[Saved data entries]
● ● ● ●

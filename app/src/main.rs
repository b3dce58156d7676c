//! Headless print runner.
//!
//! Loads a project file, refreshes barcode rasters, and ships the label to
//! the configured printer:
//!
//! ```text
//! labelpress <project.json> [--probe-only]
//! ```

use std::path::PathBuf;

use tracing_subscriber::EnvFilter;

use labelpress::{AppConfig, EditorSession};

#[tokio::main]
async fn main() -> anyhow::Result<()> {
    tracing_subscriber::fmt()
        .with_env_filter(EnvFilter::from_default_env())
        .init();

    let mut args = std::env::args().skip(1);
    let path: PathBuf = args
        .next()
        .ok_or_else(|| anyhow::anyhow!("usage: labelpress <project.json> [--probe-only]"))?
        .into();
    let probe_only = args.next().as_deref() == Some("--probe-only");

    let config = AppConfig::load();
    tracing::info!(
        host = %config.printer_host,
        port = config.printer_port,
        printer_dpi = config.printer_dpi,
        design_dpi = config.design_dpi,
        "Starting labelpress"
    );

    let session = EditorSession::new(config);
    session.load_project(&path).await?;

    if !session.probe_printer().await {
        anyhow::bail!("printer is unreachable");
    }
    tracing::info!("Printer reachable");
    if probe_only {
        return Ok(());
    }

    let refreshed = session.encode_all().await;
    tracing::info!(refreshed, "Barcode rasters refreshed");

    session.print().await?;
    tracing::info!("Done");
    Ok(())
}
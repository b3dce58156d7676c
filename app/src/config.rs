//! Runtime configuration from environment variables (.env supported).
//!
//! Printer host/port and DPI constants are explicit configuration handed
//! to the transform and transport — never compiled-in constants or global
//! mutable state.

use zpl_stream::Strategy;

/// Runtime configuration for one editing session.
#[derive(Debug, Clone)]
pub struct AppConfig {
    pub printer_host: String,
    pub printer_port: u16,
    pub printer_dpi: u32,
    pub design_dpi: u32,
    pub send_timeout_ms: u64,
    pub encode_debounce_ms: u64,
    pub strategy: Strategy,
}

impl Default for AppConfig {
    fn default() -> Self {
        Self {
            printer_host: "192.168.1.50".into(),
            printer_port: 9100,
            printer_dpi: 304,
            design_dpi: 96,
            send_timeout_ms: 5000,
            encode_debounce_ms: 100,
            strategy: Strategy::PerElement,
        }
    }
}

impl AppConfig {
    /// Load configuration from the environment, with `.env` overrides.
    pub fn load() -> Self {
        dotenvy::dotenv().ok();
        let defaults = Self::default();
        let g = |key: &str| std::env::var(key).unwrap_or_default();

        Self {
            printer_host: {
                let h = g("PRINTER_HOST");
                if h.is_empty() { defaults.printer_host } else { h }
            },
            printer_port: parse_u16(&g("PRINTER_PORT"), defaults.printer_port),
            printer_dpi: parse_u32(&g("PRINTER_DPI"), defaults.printer_dpi),
            design_dpi: parse_u32(&g("DESIGN_DPI"), defaults.design_dpi),
            send_timeout_ms: parse_u64(&g("SEND_TIMEOUT_MS"), defaults.send_timeout_ms),
            encode_debounce_ms: parse_u64(&g("ENCODE_DEBOUNCE_MS"), defaults.encode_debounce_ms),
            strategy: g("PRINT_STRATEGY").parse().unwrap_or(defaults.strategy),
        }
    }

    /// Printer/design DPI ratio as a floating factor.
    pub fn scale(&self) -> f64 {
        f64::from(self.printer_dpi) / f64::from(self.design_dpi)
    }
}

fn parse_u16(s: &str, default: u16) -> u16 {
    s.parse().unwrap_or(default)
}

fn parse_u32(s: &str, default: u32) -> u32 {
    s.parse().unwrap_or(default)
}

fn parse_u64(s: &str, default: u64) -> u64 {
    s.parse().unwrap_or(default)
}

#[cfg(test)]
mod tests {
    use super::*;

    #[test]
    fn defaults_are_sane() {
        let c = AppConfig::default();
        assert_eq!(c.printer_port, 9100);
        assert_eq!(c.encode_debounce_ms, 100);
        assert!((c.scale() - 3.1667).abs() < 1e-3);
        assert_eq!(c.strategy, Strategy::PerElement);
    }

    #[test]
    fn parse_helpers_fall_back_on_garbage() {
        assert_eq!(parse_u16("", 9100), 9100);
        assert_eq!(parse_u16("nope", 9100), 9100);
        assert_eq!(parse_u16("9200", 9100), 9200);
        assert_eq!(parse_u32("600", 304), 600);
        assert_eq!(parse_u64("-1", 5000), 5000);
    }
}
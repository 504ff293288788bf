//! Approximate sunrise/sunset window.
//!
//! Not solar astronomy: sunrise sits at 06:00 and sunset at 18:00, each
//! shifted by up to two hours along a yearly sinusoid,
//! `s = sin(day_of_year / 365 * 2pi)`, sunrise = 06:00 - 2h*s,
//! sunset = 18:00 + 2h*s. Latitude is ignored.

use std::f64::consts::TAU;

use serde::Serialize;
use time::{Date, Duration, OffsetDateTime, PrimitiveDateTime, Time, UtcOffset};

use super::ResolvedTheme;

const BASE_SUNRISE_MINUTES: f64 = 6.0 * 60.0;
const BASE_SUNSET_MINUTES: f64 = 18.0 * 60.0;
const SEASONAL_SWING_MINUTES: f64 = 120.0;

#[derive(Debug, Clone, Copy, PartialEq, Eq, Serialize)]
pub struct SunWindow {
    #[serde(with = "time::serde::rfc3339")]
    pub sunrise: OffsetDateTime,
    #[serde(with = "time::serde::rfc3339")]
    pub sunset: OffsetDateTime,
}

impl SunWindow {
    /// Seasonal window for `date` on a clock at `offset`.
    #[must_use]
    pub fn seasonal(date: Date, offset: UtcOffset) -> Self {
        let s = seasonal_factor(date.ordinal());
        let sunrise = whole_minutes(BASE_SUNRISE_MINUTES - SEASONAL_SWING_MINUTES * s);
        let sunset = whole_minutes(BASE_SUNSET_MINUTES + SEASONAL_SWING_MINUTES * s);
        Self { sunrise: at_minutes(date, offset, sunrise), sunset: at_minutes(date, offset, sunset) }
    }

    /// Fixed 06:00–18:00 window, used when geolocation is unavailable.
    #[must_use]
    pub fn fixed(date: Date, offset: UtcOffset) -> Self {
        Self { sunrise: at_minutes(date, offset, 6 * 60), sunset: at_minutes(date, offset, 18 * 60) }
    }

    /// Inclusive at both ends.
    #[must_use]
    pub fn contains(&self, now: OffsetDateTime) -> bool {
        self.sunrise <= now && now <= self.sunset
    }

    #[must_use]
    pub fn resolve(&self, now: OffsetDateTime) -> ResolvedTheme {
        if self.contains(now) { ResolvedTheme::Day } else { ResolvedTheme::Night }
    }
}

fn seasonal_factor(day_of_year: u16) -> f64 {
    (f64::from(day_of_year) / 365.0 * TAU).sin()
}

// Inputs are bounded to 240..=1200 minutes.
#[allow(clippy::cast_possible_truncation)]
fn whole_minutes(minutes: f64) -> i64 {
    minutes.round() as i64
}

fn at_minutes(date: Date, offset: UtcOffset, minutes: i64) -> OffsetDateTime {
    let time = Time::MIDNIGHT + Duration::minutes(minutes);
    PrimitiveDateTime::new(date, time).assume_offset(offset)
}

#[cfg(test)]
mod tests {
    use super::*;
    use time::macros::{date, datetime, offset};

    #[test]
    fn fixed_window_boundaries() {
        let window = SunWindow::fixed(date!(2024 - 03 - 10), UtcOffset::UTC);
        assert_eq!(window.resolve(datetime!(2024-03-10 17:59 UTC)), ResolvedTheme::Day);
        assert_eq!(window.resolve(datetime!(2024-03-10 18:01 UTC)), ResolvedTheme::Night);
        assert_eq!(window.resolve(datetime!(2024-03-10 05:59 UTC)), ResolvedTheme::Night);
        assert_eq!(window.resolve(datetime!(2024-03-10 06:00 UTC)), ResolvedTheme::Day);
        assert_eq!(window.resolve(datetime!(2024-03-10 18:00 UTC)), ResolvedTheme::Day);
    }

    #[test]
    fn fixed_window_respects_offset() {
        let window = SunWindow::fixed(date!(2024 - 03 - 10), offset!(+1));
        // 17:30 UTC is 18:30 local.
        assert_eq!(window.resolve(datetime!(2024-03-10 17:30 UTC)), ResolvedTheme::Night);
        assert_eq!(window.resolve(datetime!(2024-03-10 16:30 UTC)), ResolvedTheme::Day);
    }

    #[test]
    fn seasonal_window_peaks_near_day_91() {
        // sin(91/365 * 2pi) is ~1: longest window.
        let window = SunWindow::seasonal(date!(2024 - 03 - 31), UtcOffset::UTC);
        assert_eq!(window.sunrise.time(), Time::from_hms(4, 0, 0).unwrap());
        assert_eq!(window.sunset.time(), Time::from_hms(20, 0, 0).unwrap());
    }

    #[test]
    fn seasonal_window_troughs_near_day_274() {
        let window = SunWindow::seasonal(date!(2024 - 09 - 30), UtcOffset::UTC);
        assert_eq!(window.sunrise.time(), Time::from_hms(8, 0, 0).unwrap());
        assert_eq!(window.sunset.time(), Time::from_hms(16, 0, 0).unwrap());
    }

    #[test]
    fn seasonal_window_stays_within_two_hours_all_year() {
        let mut day = date!(2023 - 01 - 01);
        while day.year() == 2023 {
            let window = SunWindow::seasonal(day, UtcOffset::UTC);
            let rise = window.sunrise.time();
            let set = window.sunset.time();
            assert!(rise >= Time::from_hms(4, 0, 0).unwrap() && rise <= Time::from_hms(8, 0, 0).unwrap());
            assert!(set >= Time::from_hms(16, 0, 0).unwrap() && set <= Time::from_hms(20, 0, 0).unwrap());
            assert!(window.sunrise < window.sunset);
            assert_eq!(window.sunrise.date(), day);
            day = day.next_day().unwrap();
        }
    }
}
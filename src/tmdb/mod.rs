//! Movie catalog — the TMDB metadata API behind a trait seam.
//!
//! DESIGN
//! ======
//! The region resolver, search suggestions and pass-through routes depend on
//! `dyn MovieCatalog`, never on the concrete client, so tests drive them with
//! an in-memory catalog.

pub mod cache;
pub mod client;
pub mod types;

pub use client::TmdbClient;
pub use types::{ListCategory, Movie, MovieDetails, MoviePage, Person, RegionProviders, TmdbError};

/// Read-only movie metadata source.
#[async_trait::async_trait]
pub trait MovieCatalog: Send + Sync {
    /// Region-scoped list for one category.
    async fn regional_list(&self, category: ListCategory, region: &str) -> Result<Vec<Movie>, TmdbError>;

    /// Non-regional list for one category.
    async fn global_list(&self, category: ListCategory) -> Result<Vec<Movie>, TmdbError>;

    async fn search(&self, query: &str, page: u32) -> Result<MoviePage, TmdbError>;

    async fn discover_by_region(&self, region: &str, page: u32) -> Result<MoviePage, TmdbError>;

    /// Details with videos and credits appended.
    async fn movie_details(&self, id: u64) -> Result<MovieDetails, TmdbError>;

    /// Offers for `region`, or `None` when the title is not available there.
    async fn watch_providers(&self, id: u64, region: &str) -> Result<Option<RegionProviders>, TmdbError>;

    async fn person_details(&self, id: u64) -> Result<Person, TmdbError>;
}

// =============================================================================
// TEST HELPERS
// =============================================================================

#[cfg(test)]
pub mod test_helpers {
    use std::collections::HashSet;
    use std::sync::Mutex;

    use super::*;

    /// A catalog call, recorded in order.
    #[derive(Debug, Clone, PartialEq, Eq)]
    pub enum CatalogCall {
        Regional(ListCategory, String),
        Global(ListCategory),
        Search(String),
    }

    /// In-memory catalog. Regional lists are titled `"<category> <region>"`,
    /// global lists `"<category> global"`.
    #[derive(Default)]
    pub struct MockCatalog {
        pub failing_regional: Mutex<HashSet<ListCategory>>,
        pub failing_global: Mutex<HashSet<ListCategory>>,
        pub search_titles: Mutex<Vec<String>>,
        pub fail_search: Mutex<bool>,
        pub calls: Mutex<Vec<CatalogCall>>,
    }

    impl MockCatalog {
        #[must_use]
        pub fn new() -> Self {
            Self::default()
        }

        #[must_use]
        pub fn failing_regional(categories: &[ListCategory]) -> Self {
            let mock = Self::new();
            mock.failing_regional
                .lock()
                .unwrap()
                .extend(categories.iter().copied());
            mock
        }

        #[must_use]
        pub fn with_search_titles(titles: &[&str]) -> Self {
            let mock = Self::new();
            *mock.search_titles.lock().unwrap() = titles.iter().map(|t| (*t).to_string()).collect();
            mock
        }

        pub fn calls(&self) -> Vec<CatalogCall> {
            self.calls.lock().unwrap().clone()
        }

        fn record(&self, call: CatalogCall) {
            self.calls.lock().unwrap().push(call);
        }
    }

    #[must_use]
    pub fn movie(id: u64, title: &str) -> Movie {
        Movie { id, title: title.to_string(), ..Movie::default() }
    }

    #[async_trait::async_trait]
    impl MovieCatalog for MockCatalog {
        async fn regional_list(&self, category: ListCategory, region: &str) -> Result<Vec<Movie>, TmdbError> {
            self.record(CatalogCall::Regional(category, region.to_string()));
            if self.failing_regional.lock().unwrap().contains(&category) {
                return Err(TmdbError::Status { status: 503 });
            }
            Ok(vec![movie(1, &format!("{category} {region}"))])
        }

        async fn global_list(&self, category: ListCategory) -> Result<Vec<Movie>, TmdbError> {
            self.record(CatalogCall::Global(category));
            if self.failing_global.lock().unwrap().contains(&category) {
                return Err(TmdbError::Request("connection refused".into()));
            }
            Ok(vec![movie(2, &format!("{category} global"))])
        }

        async fn search(&self, query: &str, page: u32) -> Result<MoviePage, TmdbError> {
            self.record(CatalogCall::Search(query.to_string()));
            if *self.fail_search.lock().unwrap() {
                return Err(TmdbError::Status { status: 500 });
            }
            let results: Vec<Movie> = self
                .search_titles
                .lock()
                .unwrap()
                .iter()
                .enumerate()
                .map(|(i, t)| movie(i as u64 + 1, t))
                .collect();
            Ok(MoviePage { page, total_pages: 1, total_results: results.len() as u64, results })
        }

        async fn discover_by_region(&self, region: &str, page: u32) -> Result<MoviePage, TmdbError> {
            Ok(MoviePage { page, results: vec![movie(3, &format!("discover {region}"))], total_pages: 1, total_results: 1 })
        }

        async fn movie_details(&self, id: u64) -> Result<MovieDetails, TmdbError> {
            if id == 0 {
                return Err(TmdbError::Status { status: 404 });
            }
            Ok(MovieDetails { id, title: format!("movie {id}"), ..MovieDetails::default() })
        }

        async fn watch_providers(&self, _id: u64, region: &str) -> Result<Option<RegionProviders>, TmdbError> {
            if region == "US" {
                Ok(Some(RegionProviders::default()))
            } else {
                Ok(None)
            }
        }

        async fn person_details(&self, id: u64) -> Result<Person, TmdbError> {
            Ok(Person { id, name: format!("person {id}"), ..Person::default() })
        }
    }
}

● ● ● ●

=== Work instruction ===
The response must hold only the lines above from the line with "Region-scoped list for one category." through the line with "ListCategory) -> Result<Vec<Movie>, TmdbError>;", each copied exactly, both ends kept.

=== Expected output ===
    /// Region-scoped list for one category.
    async fn regional_list(&self, category: ListCategory, region: &str) -> Result<Vec<Movie>, TmdbError>;

    /// Non-regional list for one category.
    async fn global_list(&self, category: ListCategory) -> Result<Vec<Movie>, TmdbError>;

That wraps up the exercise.